活動報告

コロナ禍で格差は拡大。巨大IT企業に対する法整備とデジタル広告

コロナ禍で、巨大IT企業は業績を大幅にアップさせており、GAFA4社は直近の決算で過去最高益を更新しています。ウイルスは人を選びませんが、経済的立場の弱い人ほど大きな打撃を受けており、経済格差はむしろ拡大しつつあります。

もちろん、デジタル・プラットフォーマ―といわれる巨大IT企業は、革新的なビジネスを生み出し続けるイノベーションの担い手です。スマホで買物、知りたいことはすぐに検索、SNSでのコミュニケーションなどは、すでに私たちの日常生活の一部です。地域の小さな企業や商店にとっては、世界中の企業や消費者へ新しい販路を開拓する機会が開かれました。

一方、こうしたビジネスは、ユーザーが増加すればするほど価値が高まるネットワーク効果などによって独占化・寡占化しやすいといった特徴があります。また不公正な取引慣行やプライバシーの侵害の温床となるおそれがあるとも指摘されています。

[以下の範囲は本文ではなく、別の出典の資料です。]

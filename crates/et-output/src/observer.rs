//! `WriterObserver<W>` — bridges `ResultObserver` to an `OutputWriter`.

use et_calc::{CalculationResult, ResultObserver};

use crate::row::{ComparisonRow, ResultRow};
use crate::writer::OutputWriter;
use crate::{OutputError, OutputResult};

/// A [`ResultObserver`] that exports every result to any [`OutputWriter`]
/// backend.
///
/// Errors from the writer are stored internally because observer methods
/// have no return value.  Check them with [`take_error`][Self::take_error]
/// or call [`finish`][Self::finish], which reports them.
pub struct WriterObserver<W: OutputWriter> {
    writer:     W,
    next_id:    u64,
    last_error: Option<OutputError>,
}

impl<W: OutputWriter> WriterObserver<W> {
    pub fn new(writer: W) -> Self {
        Self {
            writer,
            next_id:    0,
            last_error: None,
        }
    }

    /// Number of results written so far.
    pub fn written(&self) -> u64 {
        self.next_id
    }

    /// Take the stored write error (if any).
    ///
    /// Returns `None` if all writes succeeded.
    pub fn take_error(&mut self) -> Option<OutputError> {
        self.last_error.take()
    }

    /// Flush the writer, then report the first stored error, if any.
    pub fn finish(&mut self) -> OutputResult<()> {
        let flushed = self.writer.finish();
        if let Some(e) = self.last_error.take() {
            return Err(e);
        }
        flushed
    }

    /// Unwrap the inner writer.
    pub fn into_writer(self) -> W {
        self.writer
    }

    fn store_err(&mut self, result: OutputResult<()>) {
        if let Err(e) = result {
            // Keep only the first error.
            if self.last_error.is_none() {
                self.last_error = Some(e);
            }
        }
    }
}

impl<W: OutputWriter> ResultObserver for WriterObserver<W> {
    fn on_result(&mut self, result: &CalculationResult) {
        let id = self.next_id;
        self.next_id += 1;

        let written = self
            .writer
            .write_result(&ResultRow::from_result(id, result))
            .and_then(|()| {
                self.writer
                    .write_comparison(&ComparisonRow::from_result(id, result))
            });
        self.store_err(written);
    }
}
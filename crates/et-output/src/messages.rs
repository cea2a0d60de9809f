//! pt-BR user-facing messages.

use et_calc::{AutofillState, Field, SubmitError, ValidationError};

pub const MISSING_CITIES: &str = "Por favor, preencha as cidades de origem e destino.";
pub const MISSING_MODE: &str = "Selecione um meio de transporte.";
pub const INVALID_DISTANCE: &str = "A distância deve ser um número válido maior que zero.";
pub const UNKNOWN_MODE: &str = "Modo de transporte inválido.";
pub const PENDING: &str = "Aguarde: um cálculo já está em andamento.";
pub const ROUTE_NOT_FOUND: &str = "Rota não encontrada. Insira manualmente ou marque a caixa.";

pub const AUTOFILL_RESOLVED: &str = "Distância calculada automaticamente! ✅";
pub const AUTOFILL_MANUAL: &str = "Modo manual ativado. Insira a distância.";

pub const TIP: &str =
    "💡 Dica: Em viagens curtas (< 5km), bicicleta ou caminhada emitem 0 kg de CO₂!";
pub const OFFSET_INFO: &str = "🌱 Compense sua pegada: a aquisição de créditos de carbono \
financia projetos de reflorestamento e energia renovável. O valor apresentado é uma \
estimativa de mercado.";
pub const CREDIT_BASIS: &str = "Base: 1 crédito = 1 tonelada CO₂";

/// Shown when the user asks to pay for an offset.  There is no payment
/// integration.
pub const PAY_STUB: &str = "Integração com gateway de pagamento em breve!";

/// Message for a refused calculation.
pub fn validation_message(error: &ValidationError) -> &'static str {
    match error {
        ValidationError::MissingField(Field::Origin | Field::Destination) => MISSING_CITIES,
        ValidationError::MissingField(Field::Mode) => MISSING_MODE,
        ValidationError::InvalidDistance(_) => INVALID_DISTANCE,
        ValidationError::UnknownMode(_) => UNKNOWN_MODE,
    }
}

/// Message for a submission that produced no result.
pub fn submit_message(error: &SubmitError) -> &'static str {
    match error {
        SubmitError::Pending => PENDING,
        SubmitError::RouteNotFound { .. } => ROUTE_NOT_FOUND,
        SubmitError::Invalid(e) => validation_message(e),
    }
}

/// Helper text under the distance field.  `None` leaves it unchanged.
pub fn autofill_hint(state: &AutofillState) -> Option<&'static str> {
    match state {
        AutofillState::Resolved(_) => Some(AUTOFILL_RESOLVED),
        AutofillState::NotFound    => Some(ROUTE_NOT_FOUND),
        AutofillState::Manual      => Some(AUTOFILL_MANUAL),
        AutofillState::Incomplete  => None,
    }
}
//! Error types for et-output.

use thiserror::Error;

/// Errors that can occur when writing results.
#[derive(Debug, Error)]
pub enum OutputError {
    #[error("I/O error: {0}")]
    Io(#[from] std::io::Error),

    #[error("CSV write error: {0}")]
    Csv(#[from] csv::Error),
}

/// Alias for `Result<T, OutputError>`.
pub type OutputResult<T> = Result<T, OutputError>;
//! `et-routes` — known routes and order-independent distance lookup.
//!
//! # Crate layout
//!
//! | Module        | Contents                                                  |
//! |---------------|-----------------------------------------------------------|
//! | [`normalize`] | `normalize`, `collation_key` — accent/case folding        |
//! | [`route`]     | `Route`, `DistanceResolver` trait                         |
//! | [`index`]     | `RouteIndex`, `RouteIndexBuilder`                         |
//! | [`builtin`]   | `BRAZIL_ROUTES` — the compiled-in route table             |
//! | [`error`]     | `RouteError`, `RouteResult<T>`                            |
//!
//! # Lookup model
//!
//! Every route is stored once, in declaration order, with its endpoint names
//! pre-normalized.  A query matches a route when the normalized query pair
//! equals the route pair in either direction; the first match wins.  A miss
//! is `None`, never an error: callers decide whether to ask for a manual
//! distance.

pub mod builtin;
pub mod error;
pub mod index;
pub mod normalize;
pub mod route;

#[cfg(test)]
mod tests;

pub use builtin::BRAZIL_ROUTES;
pub use error::{RouteError, RouteResult};
pub use index::{RouteIndex, RouteIndexBuilder};
pub use normalize::{collation_key, normalize};
pub use route::{DistanceResolver, Route};
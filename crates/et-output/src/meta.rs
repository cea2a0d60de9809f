//! Display metadata per transport mode.

use et_core::TransportMode;

/// How a mode is shown to the user.
#[derive(Debug, Clone, Copy, PartialEq, Eq)]
pub struct ModeMeta {
    /// pt-BR label.
    pub label: &'static str,
    pub icon:  &'static str,
    /// CSS hex colour.
    pub color: &'static str,
}

const BICYCLE: ModeMeta = ModeMeta { label: "Bicicleta", icon: "🚲", color: "#10b981" };
const CAR:     ModeMeta = ModeMeta { label: "Carro",     icon: "🚗", color: "#3b82f6" };
const BUS:     ModeMeta = ModeMeta { label: "Ônibus",    icon: "🚌", color: "#f59e0b" };
const TRUCK:   ModeMeta = ModeMeta { label: "Caminhão",  icon: "🚛", color: "#ef4444" };

impl ModeMeta {
    pub fn of(mode: TransportMode) -> &'static ModeMeta {
        match mode {
            TransportMode::Bicycle => &BICYCLE,
            TransportMode::Car     => &CAR,
            TransportMode::Bus     => &BUS,
            TransportMode::Truck   => &TRUCK,
        }
    }
}
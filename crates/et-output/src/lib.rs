//! `et-output` — everything between a [`CalculationResult`] and a reader.
//!
//! The core crates carry no display data.  This crate adds it:
//!
//! | Module       | Contents                                                   |
//! |--------------|------------------------------------------------------------|
//! | [`meta`]     | `ModeMeta` — label, icon, colour per transport mode        |
//! | [`format`]   | pt-BR number, percentage, credit, and BRL formatting       |
//! | [`bar`]      | Comparison bar width and colour band                       |
//! | [`messages`] | pt-BR user messages for errors, autofill, and the pay stub |
//! | [`text`]     | `TextRenderer`, `TextObserver` — plain-text report         |
//! | [`row`]      | `ResultRow`, `ComparisonRow` — flat export rows            |
//! | [`writer`]   | `OutputWriter` trait                                       |
//! | [`csv`]      | `CsvWriter` — `results.csv`, `comparison.csv`              |
//! | [`observer`] | `WriterObserver` — bridges `ResultObserver` to a writer    |
//! | [`error`]    | `OutputError`, `OutputResult<T>`                           |
//!
//! # Usage
//!
//! ```rust,ignore
//! use et_output::{CsvWriter, WriterObserver};
//!
//! let mut obs = WriterObserver::new(CsvWriter::new(Path::new("./out"))?);
//! calc.submit(&form, &mut obs)?;
//! obs.finish()?;
//! ```
//!
//! [`CalculationResult`]: et_calc::CalculationResult

pub mod bar;
pub mod csv;
pub mod error;
pub mod format;
pub mod messages;
pub mod meta;
pub mod observer;
pub mod row;
pub mod text;
pub mod writer;


pub use bar::{BarColor, bar_width};
pub use csv::CsvWriter;
pub use error::{OutputError, OutputResult};
pub use format::{format_brl, format_credits, format_number, format_percent};
pub use meta::ModeMeta;
pub use observer::WriterObserver;
pub use row::{ComparisonRow, ResultRow};
pub use text::{TextObserver, TextRenderer};
pub use writer::OutputWriter;
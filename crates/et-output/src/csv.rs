//! CSV export backend.
//!
//! Creates two files in the configured output directory:
//! - `results.csv`
//! - `comparison.csv`

use std::fs::File;
use std::path::Path;

use csv::Writer;

use crate::writer::OutputWriter;
use crate::{ComparisonRow, OutputResult, ResultRow};

/// Writes results and comparison tables to two CSV files.
pub struct CsvWriter {
    results:    Writer<File>,
    comparison: Writer<File>,
    finished:   bool,
}

impl CsvWriter {
    /// Create the two CSV files in `dir` and write the header rows.
    pub fn new(dir: &Path) -> OutputResult<Self> {
        let mut results = Writer::from_path(dir.join("results.csv"))?;
        results.write_record([
            "id", "origin", "destination", "distance_km", "mode", "emission_kg",
            "car_baseline_kg", "saved_kg", "saved_pct", "credits", "price_min",
            "price_max", "price_avg",
        ])?;

        let mut comparison = Writer::from_path(dir.join("comparison.csv"))?;
        comparison.write_record(["id", "rank", "mode", "emission_kg", "percentage_vs_car", "selected"])?;

        Ok(Self {
            results,
            comparison,
            finished: false,
        })
    }
}

impl OutputWriter for CsvWriter {
    fn write_result(&mut self, row: &ResultRow) -> OutputResult<()> {
        self.results.write_record(&[
            row.id.to_string(),
            row.origin.clone(),
            row.destination.clone(),
            row.distance_km.to_string(),
            row.mode.to_owned(),
            row.emission_kg.to_string(),
            row.car_baseline_kg.to_string(),
            row.saved_kg.to_string(),
            row.saved_pct.to_string(),
            row.credits.to_string(),
            row.price_min.to_string(),
            row.price_max.to_string(),
            row.price_avg.to_string(),
        ])?;
        Ok(())
    }

    fn write_comparison(&mut self, rows: &[ComparisonRow]) -> OutputResult<()> {
        for row in rows {
            self.comparison.write_record(&[
                row.id.to_string(),
                row.rank.to_string(),
                row.mode.to_owned(),
                row.emission_kg.to_string(),
                row.percentage_vs_car.to_string(),
                (row.selected as u8).to_string(),
            ])?;
        }
        Ok(())
    }

    fn finish(&mut self) -> OutputResult<()> {
        if self.finished {
            return Ok(());
        }
        self.finished = true;
        self.results.flush()?;
        self.comparison.flush()?;
        Ok(())
    }
}
//! `et-calc` — turns raw request fields into a [`CalculationResult`].
//!
//! # Pipeline
//!
//! ```text
//! RawForm ──parse──▶ CalculationRequest ──validate──▶ compute ──▶ CalculationResult
//!            │                                                        │
//!            └─ autofill: DistanceResolver (unless manual distance)   └─▶ ResultObserver
//! ```
//!
//! 1. **Parse**: [`RawForm::to_request`] trims text fields and parses the
//!    distance text.  Unparseable text becomes `NaN`, which validation
//!    rejects.
//! 2. **Autofill**: unless the user asked for a manual distance, the
//!    distance comes from the route table ([`autofill`]).  A miss is
//!    [`SubmitError::RouteNotFound`], not a validation error.
//! 3. **Validate**: fail fast, in field order; no partial results.
//! 4. **Compute**: one [`EmissionEngine`][et_emission::EmissionEngine] pass
//!    per request.  Nothing is cached.
//!
//! [`Calculator::submit`] runs all four behind a [`SubmissionGate`], so a
//! resubmission while one is pending is refused instead of interleaving.
//!
//! # Cargo features
//!
//! | Feature    | Effect                                                   |
//! |------------|----------------------------------------------------------|
//! | `parallel` | `compute_batch` runs on Rayon's thread pool.             |
//! | `serde`    | Serde derives on requests and results.                   |
//!
//! # Quick-start
//!
//! ```rust,ignore
//! use et_calc::{CalculatorBuilder, RawForm, NoopObserver};
//!
//! let calc = CalculatorBuilder::new().build()?;
//! let form = RawForm::new("São Paulo, SP", "Rio de Janeiro, RJ", "", Some("bus"));
//! let result = calc.submit(&form, &mut NoopObserver)?;
//! assert_eq!(result.emission, 38.27);
//! ```

pub mod autofill;
pub mod batch;
pub mod builder;
pub mod calculator;
pub mod error;
pub mod form;
pub mod gate;
pub mod observer;
pub mod request;
pub mod result;


pub use autofill::{AutofillState, autofill};
pub use builder::CalculatorBuilder;
pub use calculator::Calculator;
pub use error::{CalcResult, Field, SubmitError, ValidationError};
pub use form::{RawForm, parse_distance};
pub use gate::{SubmissionGate, SubmissionGuard};
pub use observer::{NoopObserver, ResultObserver};
pub use request::CalculationRequest;
pub use result::CalculationResult;
//! Unit tests for et-routes.

use crate::{RouteIndex, RouteIndexBuilder};

// ── Helpers ───────────────────────────────────────────────────────────────────

/// Three-route index with a duplicated pair listed in both directions.
fn tiny_index() -> RouteIndex {
    let mut b = RouteIndexBuilder::new();
    b.add_route("Alpha", "Beta", 10.0)
        .add_route("Beta", "Alpha", 99.0)
        .add_route("Gamma", "Alpha", 5.0);
    b.build().unwrap()
}

// ── normalize ─────────────────────────────────────────────────────────────────

#[cfg(test)]
mod normalize {
    use std::cmp::Ordering;

    use crate::{collation_key, normalize};

    #[test]
    fn strips_accents_and_case() {
        assert_eq!(normalize("São Paulo, SP"), "sao paulo, sp");
        assert_eq!(normalize("FLORIANÓPOLIS, SC"), "florianopolis, sc");
        assert_eq!(normalize("Foz do Iguaçu, PR"), "foz do iguacu, pr");
    }

    #[test]
    fn trims_whitespace() {
        assert_eq!(normalize("  Niterói, RJ \t"), "niteroi, rj");
        assert_eq!(normalize("   "), "");
    }

    #[test]
    fn precomposed_and_decomposed_agree() {
        // "ã" as one code point vs "a" + combining tilde.
        assert_eq!(normalize("S\u{00E3}o"), normalize("Sa\u{0303}o"));
    }

    #[test]
    fn collation_ignores_accents_first() {
        assert_eq!(collation_key("Belém, PA", "Belo Horizonte, MG"), Ordering::Less);
        assert_eq!(collation_key("São Luís, MA", "Santos, SP"), Ordering::Greater);
    }

    #[test]
    fn collation_breaks_ties_on_exact_text() {
        assert_ne!(collation_key("Sao Paulo", "São Paulo"), Ordering::Equal);
        assert_eq!(collation_key("Recife, PE", "Recife, PE"), Ordering::Equal);
    }
}

// ── find_distance ─────────────────────────────────────────────────────────────

#[cfg(test)]
mod find_distance {
    use super::*;

    #[test]
    fn known_pair() {
        let idx = RouteIndex::brazil();
        assert_eq!(idx.find_distance("Curitiba, PR", "Sinop, MT"), Some(2340.0));
    }

    #[test]
    fn reversed_pair() {
        let idx = RouteIndex::brazil();
        assert_eq!(idx.find_distance("Sinop, MT", "Curitiba, PR"), Some(2340.0));
    }

    #[test]
    fn case_and_accent_insensitive() {
        let idx = RouteIndex::brazil();
        assert_eq!(idx.find_distance("São Paulo, SP", "curitiba, pr"), Some(408.0));
        assert_eq!(idx.find_distance("sao paulo, sp", "CURITIBA, PR"), Some(408.0));
        assert_eq!(idx.find_distance("  belem, pa ", "sao luis, ma"), Some(806.0));
    }

    #[test]
    fn symmetric_for_every_known_route() {
        let idx = RouteIndex::brazil();
        for route in idx.routes() {
            let fwd = idx.find_distance(&route.origin, &route.destination);
            let rev = idx.find_distance(&route.destination, &route.origin);
            assert!(fwd.is_some(), "{} -> {} missing", route.origin, route.destination);
            assert_eq!(fwd, rev, "{} <-> {}", route.origin, route.destination);
        }
    }

    #[test]
    fn unknown_pair_is_none() {
        let idx = RouteIndex::brazil();
        assert_eq!(idx.find_distance("Manaus, AM", "Gramado, RS"), None);
    }

    #[test]
    fn blank_inputs_are_none() {
        let idx = RouteIndex::brazil();
        assert_eq!(idx.find_distance("", "Sinop, MT"), None);
        assert_eq!(idx.find_distance("Curitiba, PR", ""), None);
        assert_eq!(idx.find_distance("   ", "  "), None);
    }

    #[test]
    fn partial_names_do_not_match() {
        let idx = RouteIndex::brazil();
        assert_eq!(idx.find_distance("Curitiba", "Sinop"), None);
    }

    #[test]
    fn first_match_in_table_order_wins() {
        let idx = tiny_index();
        assert_eq!(idx.find_distance("Alpha", "Beta"), Some(10.0));
        assert_eq!(idx.find_distance("Beta", "Alpha"), Some(10.0));
    }

    #[test]
    fn empty_index_always_misses() {
        let idx = RouteIndex::empty();
        assert!(idx.is_empty());
        assert_eq!(idx.find_distance("Alpha", "Beta"), None);
    }

    #[test]
    fn resolver_trait_delegates() {
        use crate::DistanceResolver;
        let idx = RouteIndex::brazil();
        let resolver: &dyn DistanceResolver = &idx;
        assert_eq!(resolver.find_distance("Recife, PE", "Natal, RN"), Some(286.0));
    }
}

// ── all_cities ────────────────────────────────────────────────────────────────

#[cfg(test)]
mod all_cities {
    use super::*;

    #[test]
    fn brazil_city_list() {
        let cities = RouteIndex::brazil().all_cities();
        assert_eq!(cities.len(), 29);
        assert_eq!(&cities[..5], [
            "Aracaju, SE",
            "Belém, PA",
            "Belo Horizonte, MG",
            "Boa Vista, RR",
            "Brasília, DF",
        ]);
        assert_eq!(cities.last().map(String::as_str), Some("Vitória, ES"));
    }

    #[test]
    fn accented_names_sort_by_base_letter() {
        let cities = RouteIndex::brazil().all_cities();
        let pos = |name: &str| cities.iter().position(|c| c == name).unwrap();
        assert!(pos("Santos, SP") < pos("São Luís, MA"));
        assert!(pos("São Luís, MA") < pos("São Paulo, SP"));
        assert!(pos("São Paulo, SP") < pos("Sinop, MT"));
    }

    #[test]
    fn deduplicated_by_exact_string() {
        let cities = tiny_index().all_cities();
        assert_eq!(cities, ["Alpha", "Beta", "Gamma"]);
    }

    #[test]
    fn spelling_variants_both_listed() {
        let mut b = RouteIndexBuilder::new();
        b.add_route("São Paulo", "Santos", 72.0)
            .add_route("Sao Paulo", "Campinas", 95.0);
        let cities = b.build().unwrap().all_cities();
        assert_eq!(cities.len(), 4);
    }
}

// ── RouteIndexBuilder ─────────────────────────────────────────────────────────

#[cfg(test)]
mod builder {
    use crate::{BRAZIL_ROUTES, RouteError, RouteIndex, RouteIndexBuilder};

    #[test]
    fn builtin_table_passes_validation() {
        let mut b = RouteIndexBuilder::new();
        for &(o, d, km) in BRAZIL_ROUTES {
            b.add_route(o, d, km);
        }
        let idx = b.build().unwrap();
        assert_eq!(idx.len(), RouteIndex::brazil().len());
    }

    #[test]
    fn rejects_non_positive_distance() {
        let mut b = RouteIndexBuilder::new();
        b.add_route("A", "B", 1.0).add_route("C", "D", 0.0);
        match b.build() {
            Err(RouteError::InvalidDistance { index, distance_km, .. }) => {
                assert_eq!(index, 1);
                assert_eq!(distance_km, 0.0);
            }
            other => panic!("expected InvalidDistance, got {other:?}"),
        }
    }

    #[test]
    fn rejects_nan_distance() {
        let mut b = RouteIndexBuilder::new();
        b.add_route("A", "B", f64::NAN);
        assert!(matches!(b.build(), Err(RouteError::InvalidDistance { .. })));
    }

    #[test]
    fn rejects_blank_names() {
        let mut b = RouteIndexBuilder::new();
        b.add_route("  ", "B", 1.0);
        assert_eq!(b.build().unwrap_err(), RouteError::EmptyName { index: 0, which: "origin" });

        let mut b = RouteIndexBuilder::new();
        b.add_route("A", "", 1.0);
        assert_eq!(
            b.build().unwrap_err(),
            RouteError::EmptyName { index: 0, which: "destination" }
        );
    }
}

そこで、デジタル経済を健全に発展させるため、各国当局は法規制の整備や運用など対応に知恵を絞っています。欧州では、2018年「一般データ保護規則(GDPR:General Data Protection Regulation)」が施行、デジタル時代の個人データ保護を強化する等の観点から立法されました。さらに、大規模なデジタル・プラットフォーマーに対し、①違法・有害な製品等に関する責任の強化、②特定の行為の禁止など事前規制の導入といった内容の法案の検討が進められています。

GAFAを生んだ米国では、グーグルやフェイスブックが反トラスト法(独占禁止法)違反で提訴されました。バイデン大統領は、巨大IT企業の解体や反トラスト法強化を主張する学者を競争政策担当の大統領特別補佐官に任命したところです。

日本では、①事後規制としての独占禁止法、②事前規制の「特定デジタルプラットフォームの透明性及び公正性の向上に関する法律(透明化法)」の両方を適切に機能させることで、デジタル市場における課題に対応することとしています。

日本の独占禁止法には、欧米とは異なり、優越的地位の濫用に対する規制があり、有効に機能しています。これは、市場における支配的地位ではなく、当事者間の相対的な地位に着目し、自己の取引上の地位が相手方に優越している者が、その地位を利用して、取引の相手方に不当の不利益を与えることを禁止するものです。日本では、この規制を活用して、デジタル・プラットフォーマ―に対する措置を採っています。

また、透明化法は、イノベーションを阻害しないよう共同規制の手法を活用し、デジタル・プラットフォーマーが、透明性・公正性の向上のための取組を、自主的かつ積極的に行うことを基本とするものです。プラットフォームビジネスは、寡占が生じやすく、中小企業等が一部の大規模なデジタルプラットフォームを利用せざるを得ない状況(ロックイン効果)が生じやすいため、大規模なプラットフォーマーのみを対象とし、当面はオンラインモールとアプリストアの分野を規制の対象としました。こうした規制の手法は、日本の透明化法が世界に先駆けて提示したもので、欧州も日本にならった立法をしています。

透明化法は、本年2月1日から施行され、春には規制の対象事業者を指定し、本格的に運用が開始されます。しかし、デジタル市場における変化のスピードは速いため、規制のあり方について不断の検討が必要です。

特に、デジタル広告市場は、デジタル・プラットフォーマ―の大きな収益源であるとともに、寡占といわれる競争環境、透明性、データの囲い込みや消費者の懸念など、デジタル市場の諸課題が凝縮されています。

各国も議論を進める中、この分野において、日本は先行してルールの検討をしています。私が会長を務める自民党競争政策調査会では、すでに昨年5月、デジタル広告市場の健全な発展に向けたルール整備を提言し、政府に市場の取引の実態調査を踏まえ、独禁法の考え方の整理を求めてきました。これを受け、2月、公正取引委員会は実態調査の最終報告書を公表し、また内閣官房デジタル市場競争本部事務局では、デジタル広告市場の競争評価に関する最終報告書の取りまとめに向けた作業が進められています。

今週、来週にかけて、自民党競争政策調査会では、Google社、Facebook社、yahoo社からヒアリングを実施する予定です。独禁法の厳正な執行を求めていくと共に、透明化法の手法を活用すべきかどうかも含め、再度、競争政策調査会としての提言を取りまとめ、デジタル広告市場の具体的なルール整備を政府と連携して取り組んでいきたいと思います。